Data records

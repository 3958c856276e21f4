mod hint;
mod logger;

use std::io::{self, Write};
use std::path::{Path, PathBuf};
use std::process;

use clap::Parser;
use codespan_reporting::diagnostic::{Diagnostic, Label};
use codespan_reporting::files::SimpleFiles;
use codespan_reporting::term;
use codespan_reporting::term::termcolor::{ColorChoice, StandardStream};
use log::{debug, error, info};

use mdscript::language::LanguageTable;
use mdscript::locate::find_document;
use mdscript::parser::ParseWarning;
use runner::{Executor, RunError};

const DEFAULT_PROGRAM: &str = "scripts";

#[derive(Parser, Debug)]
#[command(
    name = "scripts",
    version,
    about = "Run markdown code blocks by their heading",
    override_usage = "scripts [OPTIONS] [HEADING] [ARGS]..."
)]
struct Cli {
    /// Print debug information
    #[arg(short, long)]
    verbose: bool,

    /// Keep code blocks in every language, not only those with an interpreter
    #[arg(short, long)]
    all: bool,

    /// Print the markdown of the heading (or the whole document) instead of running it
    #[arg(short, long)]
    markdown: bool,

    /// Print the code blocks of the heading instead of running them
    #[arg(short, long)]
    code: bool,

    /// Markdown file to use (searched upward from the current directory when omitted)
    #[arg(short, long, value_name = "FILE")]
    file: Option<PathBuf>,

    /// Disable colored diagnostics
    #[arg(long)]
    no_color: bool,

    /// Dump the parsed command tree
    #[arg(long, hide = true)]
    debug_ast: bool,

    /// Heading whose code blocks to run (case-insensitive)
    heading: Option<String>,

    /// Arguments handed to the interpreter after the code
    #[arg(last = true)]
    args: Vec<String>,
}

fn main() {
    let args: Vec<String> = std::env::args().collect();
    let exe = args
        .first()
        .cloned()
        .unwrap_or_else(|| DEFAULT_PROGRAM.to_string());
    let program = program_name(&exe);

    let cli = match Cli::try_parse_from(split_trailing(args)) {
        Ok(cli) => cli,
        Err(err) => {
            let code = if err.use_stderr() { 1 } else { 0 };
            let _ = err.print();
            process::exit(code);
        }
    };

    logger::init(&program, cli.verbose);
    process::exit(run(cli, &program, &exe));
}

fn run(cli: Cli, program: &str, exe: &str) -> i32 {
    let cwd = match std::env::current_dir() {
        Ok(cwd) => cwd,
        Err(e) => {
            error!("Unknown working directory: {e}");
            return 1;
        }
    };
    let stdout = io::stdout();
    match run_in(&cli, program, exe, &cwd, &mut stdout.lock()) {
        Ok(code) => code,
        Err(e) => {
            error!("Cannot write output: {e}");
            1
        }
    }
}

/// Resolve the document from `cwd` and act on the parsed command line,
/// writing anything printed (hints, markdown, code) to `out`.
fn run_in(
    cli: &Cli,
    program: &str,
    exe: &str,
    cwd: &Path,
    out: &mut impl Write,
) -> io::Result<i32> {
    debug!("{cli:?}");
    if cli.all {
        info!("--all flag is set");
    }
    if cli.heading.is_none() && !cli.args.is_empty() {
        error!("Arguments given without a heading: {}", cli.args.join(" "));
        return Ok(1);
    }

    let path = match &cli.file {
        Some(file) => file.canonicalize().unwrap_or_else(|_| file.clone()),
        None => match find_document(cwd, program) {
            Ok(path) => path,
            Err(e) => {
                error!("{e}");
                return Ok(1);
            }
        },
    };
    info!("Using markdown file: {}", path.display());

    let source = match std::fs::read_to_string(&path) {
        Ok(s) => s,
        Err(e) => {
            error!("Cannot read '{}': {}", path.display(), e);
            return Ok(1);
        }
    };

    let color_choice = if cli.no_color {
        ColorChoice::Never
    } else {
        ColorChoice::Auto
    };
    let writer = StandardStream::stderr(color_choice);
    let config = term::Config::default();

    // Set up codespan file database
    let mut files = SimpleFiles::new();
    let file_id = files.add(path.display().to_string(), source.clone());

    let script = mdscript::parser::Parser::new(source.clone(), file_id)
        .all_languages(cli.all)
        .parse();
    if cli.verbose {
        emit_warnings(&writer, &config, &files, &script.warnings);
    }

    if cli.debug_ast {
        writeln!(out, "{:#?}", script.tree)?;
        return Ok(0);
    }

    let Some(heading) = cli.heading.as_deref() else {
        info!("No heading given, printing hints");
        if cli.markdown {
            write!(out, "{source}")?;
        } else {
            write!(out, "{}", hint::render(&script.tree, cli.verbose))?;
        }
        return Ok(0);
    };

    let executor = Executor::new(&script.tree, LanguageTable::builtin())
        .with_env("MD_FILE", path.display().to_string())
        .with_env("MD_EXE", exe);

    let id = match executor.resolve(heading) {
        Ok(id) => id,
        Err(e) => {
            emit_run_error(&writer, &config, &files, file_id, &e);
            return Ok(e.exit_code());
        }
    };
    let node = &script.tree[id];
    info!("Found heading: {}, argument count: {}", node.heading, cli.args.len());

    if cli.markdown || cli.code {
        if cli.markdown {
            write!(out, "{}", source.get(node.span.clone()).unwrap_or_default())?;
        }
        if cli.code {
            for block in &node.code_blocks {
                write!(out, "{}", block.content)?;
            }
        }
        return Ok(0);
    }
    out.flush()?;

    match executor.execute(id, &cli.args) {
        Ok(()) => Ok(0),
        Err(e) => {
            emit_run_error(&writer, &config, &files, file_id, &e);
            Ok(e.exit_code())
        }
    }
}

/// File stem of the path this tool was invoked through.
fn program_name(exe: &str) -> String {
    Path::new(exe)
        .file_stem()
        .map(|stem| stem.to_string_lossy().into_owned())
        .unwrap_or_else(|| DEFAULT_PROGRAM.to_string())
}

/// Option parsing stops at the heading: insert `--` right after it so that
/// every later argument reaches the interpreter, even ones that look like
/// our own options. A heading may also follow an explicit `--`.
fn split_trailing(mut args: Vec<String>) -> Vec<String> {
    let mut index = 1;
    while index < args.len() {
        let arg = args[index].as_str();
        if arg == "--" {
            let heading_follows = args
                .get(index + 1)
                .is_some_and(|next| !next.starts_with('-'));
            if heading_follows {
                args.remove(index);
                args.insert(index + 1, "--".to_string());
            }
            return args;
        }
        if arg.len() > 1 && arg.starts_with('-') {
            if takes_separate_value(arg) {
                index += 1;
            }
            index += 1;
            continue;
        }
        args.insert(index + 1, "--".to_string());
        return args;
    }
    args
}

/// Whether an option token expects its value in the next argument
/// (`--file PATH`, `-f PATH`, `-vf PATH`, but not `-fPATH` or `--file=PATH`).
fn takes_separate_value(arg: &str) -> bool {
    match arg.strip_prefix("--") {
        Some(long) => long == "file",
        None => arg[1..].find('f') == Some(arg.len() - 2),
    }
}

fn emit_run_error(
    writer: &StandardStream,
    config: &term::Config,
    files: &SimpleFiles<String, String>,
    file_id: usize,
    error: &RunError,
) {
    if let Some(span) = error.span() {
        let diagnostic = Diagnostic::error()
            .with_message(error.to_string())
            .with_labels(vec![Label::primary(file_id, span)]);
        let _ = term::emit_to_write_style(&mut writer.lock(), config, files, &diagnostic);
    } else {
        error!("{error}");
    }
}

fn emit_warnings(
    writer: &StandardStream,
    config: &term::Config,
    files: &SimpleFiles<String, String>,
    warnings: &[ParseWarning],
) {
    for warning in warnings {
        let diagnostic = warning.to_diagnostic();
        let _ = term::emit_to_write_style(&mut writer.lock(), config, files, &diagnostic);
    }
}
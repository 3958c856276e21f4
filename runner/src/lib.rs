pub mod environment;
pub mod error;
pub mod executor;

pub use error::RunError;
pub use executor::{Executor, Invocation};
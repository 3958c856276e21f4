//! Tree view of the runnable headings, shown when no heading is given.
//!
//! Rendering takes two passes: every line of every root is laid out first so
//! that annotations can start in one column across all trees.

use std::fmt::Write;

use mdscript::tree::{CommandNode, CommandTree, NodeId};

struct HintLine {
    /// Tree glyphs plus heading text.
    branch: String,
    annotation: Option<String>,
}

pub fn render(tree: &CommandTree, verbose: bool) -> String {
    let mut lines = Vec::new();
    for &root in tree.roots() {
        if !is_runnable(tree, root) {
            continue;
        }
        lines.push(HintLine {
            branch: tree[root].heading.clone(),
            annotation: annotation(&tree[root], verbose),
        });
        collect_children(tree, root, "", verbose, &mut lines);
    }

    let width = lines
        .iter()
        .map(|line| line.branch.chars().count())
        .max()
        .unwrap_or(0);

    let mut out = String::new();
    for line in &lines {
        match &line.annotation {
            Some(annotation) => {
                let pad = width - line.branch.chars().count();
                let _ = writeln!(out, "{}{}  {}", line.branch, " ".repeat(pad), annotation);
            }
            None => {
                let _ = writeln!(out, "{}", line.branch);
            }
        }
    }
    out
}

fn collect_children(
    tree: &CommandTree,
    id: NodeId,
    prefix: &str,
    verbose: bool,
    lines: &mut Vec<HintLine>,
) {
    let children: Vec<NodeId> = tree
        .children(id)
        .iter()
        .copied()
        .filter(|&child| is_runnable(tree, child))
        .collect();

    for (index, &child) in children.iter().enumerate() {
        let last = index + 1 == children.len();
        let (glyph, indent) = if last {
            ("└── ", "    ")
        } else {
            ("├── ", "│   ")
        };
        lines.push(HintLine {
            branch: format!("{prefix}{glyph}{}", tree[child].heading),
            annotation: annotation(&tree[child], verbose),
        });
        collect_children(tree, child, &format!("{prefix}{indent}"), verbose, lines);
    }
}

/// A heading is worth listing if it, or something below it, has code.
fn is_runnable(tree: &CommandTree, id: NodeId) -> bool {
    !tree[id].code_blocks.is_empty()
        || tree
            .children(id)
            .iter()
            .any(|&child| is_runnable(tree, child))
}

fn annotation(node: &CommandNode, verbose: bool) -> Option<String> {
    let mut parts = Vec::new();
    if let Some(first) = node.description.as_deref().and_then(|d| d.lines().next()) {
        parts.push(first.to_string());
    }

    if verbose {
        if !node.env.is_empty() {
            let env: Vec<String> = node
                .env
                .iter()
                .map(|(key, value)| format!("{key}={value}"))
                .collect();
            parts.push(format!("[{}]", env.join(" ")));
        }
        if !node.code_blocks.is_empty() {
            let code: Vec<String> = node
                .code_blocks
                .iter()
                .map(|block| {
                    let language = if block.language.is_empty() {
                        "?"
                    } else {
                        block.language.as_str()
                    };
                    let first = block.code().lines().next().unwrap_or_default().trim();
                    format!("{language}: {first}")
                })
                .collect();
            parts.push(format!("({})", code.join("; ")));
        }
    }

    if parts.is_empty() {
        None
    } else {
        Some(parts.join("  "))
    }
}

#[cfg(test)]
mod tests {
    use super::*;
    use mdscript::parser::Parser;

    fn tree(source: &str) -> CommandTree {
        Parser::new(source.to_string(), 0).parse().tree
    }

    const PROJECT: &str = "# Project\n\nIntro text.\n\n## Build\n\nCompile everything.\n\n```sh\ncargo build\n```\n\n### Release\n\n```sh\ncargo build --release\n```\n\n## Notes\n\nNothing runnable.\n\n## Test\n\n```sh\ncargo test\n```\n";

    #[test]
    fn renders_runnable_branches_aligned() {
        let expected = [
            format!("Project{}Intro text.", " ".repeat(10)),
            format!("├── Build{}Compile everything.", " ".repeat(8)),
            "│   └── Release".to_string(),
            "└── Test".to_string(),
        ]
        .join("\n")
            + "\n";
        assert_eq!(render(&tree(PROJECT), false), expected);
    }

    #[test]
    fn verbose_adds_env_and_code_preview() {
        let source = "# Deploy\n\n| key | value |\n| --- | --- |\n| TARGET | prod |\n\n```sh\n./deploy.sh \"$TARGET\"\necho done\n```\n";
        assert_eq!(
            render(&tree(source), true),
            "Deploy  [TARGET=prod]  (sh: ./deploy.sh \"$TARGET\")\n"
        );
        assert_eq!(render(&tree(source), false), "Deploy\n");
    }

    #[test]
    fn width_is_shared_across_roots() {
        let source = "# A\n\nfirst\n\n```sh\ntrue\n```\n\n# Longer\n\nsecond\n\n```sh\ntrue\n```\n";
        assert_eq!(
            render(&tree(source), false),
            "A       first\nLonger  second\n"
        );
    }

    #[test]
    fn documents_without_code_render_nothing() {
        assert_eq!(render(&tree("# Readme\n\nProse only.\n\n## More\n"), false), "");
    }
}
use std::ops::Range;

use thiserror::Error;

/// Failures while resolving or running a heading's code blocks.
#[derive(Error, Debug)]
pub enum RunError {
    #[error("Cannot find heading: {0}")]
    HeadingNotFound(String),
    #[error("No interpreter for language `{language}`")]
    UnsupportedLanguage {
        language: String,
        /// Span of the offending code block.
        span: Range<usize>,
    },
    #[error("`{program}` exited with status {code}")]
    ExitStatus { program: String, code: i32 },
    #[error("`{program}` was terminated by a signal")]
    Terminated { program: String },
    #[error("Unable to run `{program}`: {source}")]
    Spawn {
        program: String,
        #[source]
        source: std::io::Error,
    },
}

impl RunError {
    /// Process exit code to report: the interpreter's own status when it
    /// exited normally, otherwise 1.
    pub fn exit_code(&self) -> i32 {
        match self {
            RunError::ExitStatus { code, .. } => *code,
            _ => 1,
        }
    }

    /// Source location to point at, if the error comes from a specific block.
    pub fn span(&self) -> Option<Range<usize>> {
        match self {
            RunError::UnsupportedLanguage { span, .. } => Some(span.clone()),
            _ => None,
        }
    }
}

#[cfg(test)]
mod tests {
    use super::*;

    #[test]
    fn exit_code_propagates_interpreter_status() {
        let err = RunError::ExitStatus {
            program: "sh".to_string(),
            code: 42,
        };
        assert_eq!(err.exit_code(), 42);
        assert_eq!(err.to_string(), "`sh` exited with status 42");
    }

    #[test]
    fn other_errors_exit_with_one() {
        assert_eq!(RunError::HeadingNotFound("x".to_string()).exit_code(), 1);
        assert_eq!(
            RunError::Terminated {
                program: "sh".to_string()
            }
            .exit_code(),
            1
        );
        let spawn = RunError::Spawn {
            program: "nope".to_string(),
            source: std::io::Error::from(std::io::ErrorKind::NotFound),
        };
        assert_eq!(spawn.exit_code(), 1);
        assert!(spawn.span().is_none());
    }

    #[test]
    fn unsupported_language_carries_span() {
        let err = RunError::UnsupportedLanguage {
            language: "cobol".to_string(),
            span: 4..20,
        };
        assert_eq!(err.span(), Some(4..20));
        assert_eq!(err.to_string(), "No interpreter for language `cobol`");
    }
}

▶ [PROBLEM TO SOLVE]
Could you return exactly the stretch of the data above that starts at the line with "#[derive(Parser, Debug)]" and ends at the line with "#[arg(short, long, value_name", both lines included?

▶ [WRITTEN ANSWER]
#[derive(Parser, Debug)]
#[command(
    name = "scripts",
    version,
    about = "Run markdown code blocks by their heading",
    override_usage = "scripts [OPTIONS] [HEADING] [ARGS]..."
)]
struct Cli {
    /// Print debug information
    #[arg(short, long)]
    verbose: bool,

    /// Keep code blocks in every language, not only those with an interpreter
    #[arg(short, long)]
    all: bool,

    /// Print the markdown of the heading (or the whole document) instead of running it
    #[arg(short, long)]
    markdown: bool,

    /// Print the code blocks of the heading instead of running them
    #[arg(short, long)]
    code: bool,

    /// Markdown file to use (searched upward from the current directory when omitted)
    #[arg(short, long, value_name = "FILE")]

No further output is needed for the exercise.